On the Road: The American Experience
Aspen, CO. – Douglas, AZ.
Not all those who wander are lost. The script words on my friend’s ribcage immerge from the water. The clank of plastic glasses and the laugh of friends fill the air – the last hot tub of the season in Aspen, the embodiment of joy. Amazing friends, a breathtaking environment, an active lifestyle, great conversations, strong embraces. It’s what we all cherish and why we all call Aspen home. Yet for all its opportunity, all its character, and all its glory, to truly expand ones horizons, to expand ones understanding, empathy, and context for the world, one must venture out.
And so, like many off-seasons before this, I chart a path for adventure. Leaving from my little home on S. Cleveland St, I will ride my motorcycle south through Central America. Path undetermined, locations unknown, experiences yet to be seen. With trepidation, anticipation and bursting excitement fighting for the battle of my heart and mind, I will again begin what is sure to be another epic quest for knowledge, personal growth and excitement.
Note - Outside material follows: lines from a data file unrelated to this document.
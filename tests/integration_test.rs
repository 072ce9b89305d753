//! Integration tests for xmlstream

use std::sync::{Arc, Mutex};
use xmlstream::encoder::{ChunkEncoder, Completion};
use xmlstream::stream::Fragment;
use xmlstream::xform::{IntegerXform, StringXform, XmlEventSource};
use xmlstream::{
    Attributes, BooleanXform, ClosePolicy, EncoderMode, StreamConfig, TransformNode, Value,
    XformRegistry, XmlError, XmlStream,
};

fn write_rows(xml: &mut XmlStream, rows: usize) {
    xml.open_xml(Some(&XmlStream::std_doc_attributes()));
    xml.open_node("worksheet", None);
    xml.open_node("sheetData", None);
    for r in 1..=rows {
        xml.open_node("row", Some(&Attributes::new().with("r", r as i64)));
        for (c, col) in ["A", "B", "C"].iter().enumerate() {
            let cell_ref = format!("{}{}", col, r);
            xml.open_node("c", Some(&Attributes::new().with("r", cell_ref).with("t", "n")));
            xml.leaf_node("v", None, Some(&(r * 10 + c).to_string()));
            xml.close_node();
        }
        xml.close_node();
    }
}

#[test]
fn test_nested_document() {
    let mut xml = XmlStream::new();
    xml.open_node("a", None);
    xml.add_attribute("x", 1).unwrap();
    xml.open_node("b", None);
    xml.write_text("hi");
    xml.close_node();
    xml.close_node();
    assert_eq!(xml.into_xml().unwrap(), r#"<a x="1"><b>hi</b></a>"#);
}

#[test]
fn test_attributes_only_element_self_closes() {
    let mut xml = XmlStream::new();
    xml.open_node("a", Some(&Attributes::new().with("x", 1)));
    assert_eq!(xml.into_xml().unwrap(), r#"<a x="1"/>"#);
}

#[test]
fn test_declaration_and_unclosed_elements() {
    let mut xml = XmlStream::new();
    xml.open_xml(Some(&XmlStream::std_doc_attributes()));
    xml.open_node("worksheet", None);
    xml.open_node("sheetData", None);
    xml.write_text("");
    assert_eq!(
        xml.into_xml().unwrap(),
        "<?xml version=\"1.0\" encoding=\"UTF-8\" standalone=\"yes\"?>\n\
         <worksheet><sheetData></sheetData></worksheet>"
    );
}

#[test]
fn test_text_and_attributes_are_escaped() {
    let mut xml = XmlStream::new();
    xml.open_node("t", Some(&Attributes::new().with("q", "say \"hi\" & 'bye'")));
    xml.write_text("1 < 2 > 0\u{1}\u{7f}\r\n");
    assert_eq!(
        xml.into_xml().unwrap(),
        "<t q=\"say &quot;hi&quot; &amp; &apos;bye&apos;\">1 &lt; 2 &gt; 0\r\n</t>"
    );
}

#[test]
fn test_attribute_after_content_is_rejected() {
    let mut xml = XmlStream::new();
    xml.open_node("a", None);
    xml.write_text("x");
    let err = xml.add_attribute("late", "1").unwrap_err();
    assert!(matches!(err, XmlError::InvalidState(_)));
    assert_eq!(xml.into_xml().unwrap(), "<a>x</a>");
}

#[test]
fn test_output_does_not_depend_on_chunk_size() {
    let mut reference = XmlStream::new();
    write_rows(&mut reference, 20);
    let expected = reference.into_xml().unwrap();

    for chunk_size in [1, 2, 7, 64] {
        let mut xml = XmlStream::detached(chunk_size);
        write_rows(&mut xml, 20);
        assert_eq!(xml.into_xml().unwrap(), expected, "chunk size {}", chunk_size);
    }
}

#[test]
fn test_rollback_across_chunks() {
    let mut xml = XmlStream::detached(2);
    xml.open_node("sheetData", None);
    xml.leaf_node("row", Some(&Attributes::new().with("r", 1)), None);

    let cursor = xml.add_rollback();
    xml.open_node("row", Some(&Attributes::new().with("r", 2)));
    for i in 0..10 {
        xml.leaf_node("c", None, Some(&i.to_string()));
    }
    assert!(xml.cursor() > cursor);
    xml.rollback().unwrap();

    assert_eq!(xml.cursor(), cursor);
    assert_eq!(xml.tos(), Some("sheetData"));
    xml.leaf_node("row", Some(&Attributes::new().with("r", 3)), None);
    assert_eq!(
        xml.into_xml().unwrap(),
        r#"<sheetData><row r="1"/><row r="3"/></sheetData>"#
    );
}

#[test]
fn test_nested_rollback_scopes() {
    let mut xml = XmlStream::detached(3);
    xml.open_node("root", None);

    xml.add_rollback();
    xml.leaf_node("kept", None, None);

    xml.add_rollback();
    xml.leaf_node("dropped", None, Some("x"));
    xml.rollback().unwrap();

    xml.add_rollback();
    xml.leaf_node("also", None, None);
    xml.commit().unwrap();

    xml.commit().unwrap();
    assert_eq!(xml.pending_rollbacks(), 0);
    assert_eq!(xml.into_xml().unwrap(), "<root><kept/><also/></root>");
}

#[test]
fn test_rollback_restores_closed_elements() {
    let mut xml = XmlStream::new();
    xml.open_node("a", None);
    xml.open_node("b", None);
    xml.add_rollback();
    xml.close_node();
    xml.close_node();
    assert_eq!(xml.depth(), 0);
    xml.rollback().unwrap();

    assert_eq!(xml.depth(), 2);
    xml.write_text("back");
    assert_eq!(xml.into_xml().unwrap(), "<a><b>back</b></a>");
}

#[test]
fn test_commit_and_rollback_need_a_mark() {
    let mut xml = XmlStream::new();
    assert!(matches!(xml.commit(), Err(XmlError::InvalidState(_))));
    assert!(matches!(xml.rollback(), Err(XmlError::InvalidState(_))));
}

#[test]
fn test_encoders_produce_the_text_bytes() {
    let mut reference = XmlStream::new();
    write_rows(&mut reference, 50);
    let expected = reference.into_xml().unwrap().into_bytes();

    for mode in [EncoderMode::Detached, EncoderMode::Inline, EncoderMode::Threaded] {
        for chunk_size in [1, 16, 10_000] {
            let config = StreamConfig::new()
                .with_chunk_size(chunk_size)
                .with_encoder(mode)
                .with_capacity(256, 1 << 20);
            let mut xml = XmlStream::with_config(&config).unwrap();
            write_rows(&mut xml, 50);
            let bytes = xml.finish_bytes().wait().unwrap();
            assert_eq!(bytes, expected, "{:?} with chunk size {}", mode, chunk_size);
        }
    }
}

#[test]
fn test_text_finalize_refused_with_encoder() {
    let config = StreamConfig::new().with_encoder(EncoderMode::Threaded);
    let mut xml = XmlStream::with_config(&config).unwrap();
    xml.leaf_node("a", None, None);
    assert!(matches!(xml.into_xml(), Err(XmlError::EncoderAttached)));
}

#[test]
fn test_threaded_capacity_exceeded_surfaces_at_finalize() {
    let config = StreamConfig::new()
        .with_chunk_size(1)
        .with_encoder(EncoderMode::Threaded)
        .with_capacity(16, 64);
    let mut xml = XmlStream::with_config(&config).unwrap();
    for _ in 0..20 {
        xml.leaf_node("item", None, Some("0123456789"));
    }
    let err = xml.finish_bytes().wait().unwrap_err();
    assert!(
        matches!(err, XmlError::CapacityExceeded { limit: 64, .. }),
        "{:?}",
        err
    );
}

#[derive(Clone, Default)]
struct Recorder {
    chunks: Arc<Mutex<Vec<Vec<String>>>>,
}

impl ChunkEncoder for Recorder {
    fn append(&mut self, chunk: Vec<Fragment>) -> xmlstream::Result<()> {
        let chunk = chunk.into_iter().map(|f| f.into_owned()).collect();
        self.chunks.lock().unwrap().push(chunk);
        Ok(())
    }

    fn finish(self: Box<Self>) -> Completion {
        let chunks = self.chunks.lock().unwrap();
        let text: String = chunks.iter().flatten().map(String::as_str).collect();
        Completion::ready(Ok(text.into_bytes()))
    }
}

#[test]
fn test_chunks_are_held_back_while_a_mark_is_pending() {
    let recorder = Recorder::default();
    let mut xml = XmlStream::with_encoder(2, Box::new(recorder.clone()));
    xml.open_node("root", None);
    let flushed = recorder.chunks.lock().unwrap().len();

    xml.add_rollback();
    for _ in 0..5 {
        xml.leaf_node("x", None, None);
    }
    assert_eq!(recorder.chunks.lock().unwrap().len(), flushed);
    xml.rollback().unwrap();

    for _ in 0..5 {
        xml.leaf_node("y", None, None);
    }
    assert!(recorder.chunks.lock().unwrap().len() > flushed);
    assert!(recorder.chunks.lock().unwrap().iter().all(|c| c.len() == 2));

    let bytes = xml.into_bytes().unwrap();
    assert_eq!(
        String::from_utf8(bytes).unwrap(),
        format!("<root>{}</root>", "<y/>".repeat(5))
    );
}

#[test]
fn test_pending_completion_resolves() {
    let config = StreamConfig::new()
        .with_chunk_size(4)
        .with_encoder(EncoderMode::Threaded)
        .with_capacity(64, 1 << 16);
    let mut xml = XmlStream::with_config(&config).unwrap();
    xml.leaf_node("done", None, None);

    let mut completion = xml.finish_bytes();
    let bytes = loop {
        match completion.try_wait() {
            Ok(result) => break result.unwrap(),
            Err(pending) => {
                completion = pending;
                std::thread::yield_now();
            }
        }
    };
    assert_eq!(bytes, b"<done/>");
}

fn font_registry(policy: ClosePolicy) -> XformRegistry {
    XformRegistry::new()
        .with(BooleanXform::new("b").with_close_policy(policy))
        .with(BooleanXform::new("i").with_close_policy(policy))
        .with(BooleanXform::new("u").with_attr("val").with_close_policy(policy))
        .with(IntegerXform::new("sz").with_attr("val").with_close_policy(policy))
        .with(StringXform::new("name").with_attr("val").with_close_policy(policy))
}

#[test]
fn test_boolean_render_scenarios() {
    let b = BooleanXform::new("b");

    let mut xml = XmlStream::new();
    b.render(&mut xml, &Value::Bool(true));
    assert_eq!(xml.into_xml().unwrap(), "<b/>");

    let mut xml = XmlStream::new();
    b.render(&mut xml, &Value::Bool(false));
    assert_eq!(xml.cursor(), 0);
    assert_eq!(xml.into_xml().unwrap(), "");
}

#[test]
fn test_registry_round_trip_under_both_close_policies() {
    let mut font = indexmap::IndexMap::new();
    font.insert("b".to_string(), Value::Bool(true));
    font.insert("i".to_string(), Value::Bool(false));
    font.insert("u".to_string(), Value::Bool(true));
    font.insert("sz".to_string(), Value::Int(11));
    font.insert("name".to_string(), Value::from("Calibri & Sons"));

    for policy in [ClosePolicy::DeferToParent, ClosePolicy::ReportClosed] {
        let registry = font_registry(policy);

        let mut xml = XmlStream::new();
        xml.open_node("fonts", Some(&Attributes::new().with("count", 1)));
        registry.render_children(&mut xml, "font", None, &font);
        let text = xml.into_xml().unwrap();
        assert_eq!(
            text,
            r#"<fonts count="1"><font><b/><u val="1"/><sz val="11"/><name val="Calibri &amp; Sons"/></font></fonts>"#
        );

        let mut events = XmlEventSource::new(&text);
        events.next();
        let parsed = registry.parse_children(&mut events).unwrap();
        assert_eq!(parsed.len(), 4, "{:?}", policy);
        assert_eq!(parsed["b"], Value::Bool(true));
        assert_eq!(parsed["u"], Value::Bool(true));
        assert_eq!(parsed["sz"], Value::Int(11));
        assert_eq!(parsed["name"], Value::from("Calibri & Sons"));
        assert!(events.next().is_some());
    }
}

#[test]
fn test_registry_parse_reports_malformed_input() {
    let registry = font_registry(ClosePolicy::DeferToParent);
    let err = registry
        .parse_children(XmlEventSource::new("<font><b></i></font>"))
        .unwrap_err();
    assert!(matches!(err, XmlError::Parse(_)));
}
I wake up, walk outside, lock my door for the first time in 10 months, mount my motorcycle, look up at my beloved Aspen Mountain one last time, turn the key and hit the throttle. It’s exhilarating. The second I am on the move the nerves subside, instinct takes over and I’m filled with a sense of calm, oneness, peace.
I am on my way to Mexico. First stop, Flagstaff. The drive is beautiful. The great American expanse - endless deserts, towering mesas, blazing dust-storms, and cart-wheeling tumbleweeds. It is a prescient reminder of American dynamism and the pluralism that makes us strong. But as ever America will not bestow all her bounty without effort and fortitude. The brutality of the crosswinds places the bike at a 65 degree angle to the ground as opposed to the more commonplace 90 - a discrepancy that rivals the average pitch of the Highlands Bowl. 100 in a 75, perhaps I should slow down. As I do, she again extends her grace. Children selling fruit on the side of the road smile broadly and wave. A deep sense of contentment washes over me. America - my home.
As I trundle into Flagstaff, the town greets me with charm and a glint in its eye. Old brick structures, quaint cafes and art galleries line the streets. Art and creativity seem omnipresent. I locate the town hostel and settle in. Faces young and old dot the common rooms, we smile, converse, share stories. Settling at a hidden bar I order coffee and begin to soak up local culture and personalities. Everyone is lovely, boisterous & welcoming. We talk of life and make plans for the evening. It turns out to be an epic endeavor. I bring a little Aspen dance party to a bar decorated wall-to-wall as a library, real books. The DJ bumps hip-hop jams and I rock out with a diverse group of new friends. When the night is over, we hug and I return to rest my head. They all know they have a couch in Aspen. Our community grows.
In the morning I take the long way south through Sedona. This is a good decision. The towering blood red canyon walls glisten in the sun. They are magnificent, covered in lush green foliage and dotted with bungalows and shops of southwestern architecture. It’s like a dream. I punch the throttle, hot wind in my face, my orange bike seemingly leaving a trench in the pavement behind me as I carve the canyon road.
After a day’s drive I settle in Bisbee, now 25 miles from the Mexican border. An old mining town turned tourist hot spot. Obvious historical parallels not withstanding it does not feel like Aspen but has a presence all its own. The main street meanders through a deep canyon, like Idaho Springs in layout but seemingly on an extended mushroom trip. It’s weird, funky, full of mirth but yet somehow needlessly obstinate. My hotel, built by the first Mayor, rests on top of the towns first natural spring where the minors of yore sourced their water. The check in gift shop encircles the open spring and is backlit in psychedelic pink and green lights. I sit down to plan. Where the hell am I going tomorrow? Worry sets in again. Are the roads safe? Which way will I go? Where should I first stop? Will I have time?
I do my research; talk to travelers, calm my nerves. I source empirical data on crime, statistical breakdowns by region, read first-hand accounts. I feel settled again.
5:45am - the alarm beckons. 40 minutes later, I’m lock eyed with the sign. Big and green with bold white letters proclaiming “Passenger Vehicles Mexico”. I creep forward, two men in fatigues, I stop at attention. Skittishly, I await my orders. They ask me about my day, I reply, now they wait. Realizing my folly they instruct me to move forward, this is still America, they need nothing from me; it is the two AR-15 clad gentlemen ahead with whom I need to speak…in Mexico. I must be nervous.
Skippy Mesirow is Chair Next Generation Advisory Commission Aspen, CEO Real World Reporting, AVSC Big Mountain Coach, Enthusiastic Community Member and Friend.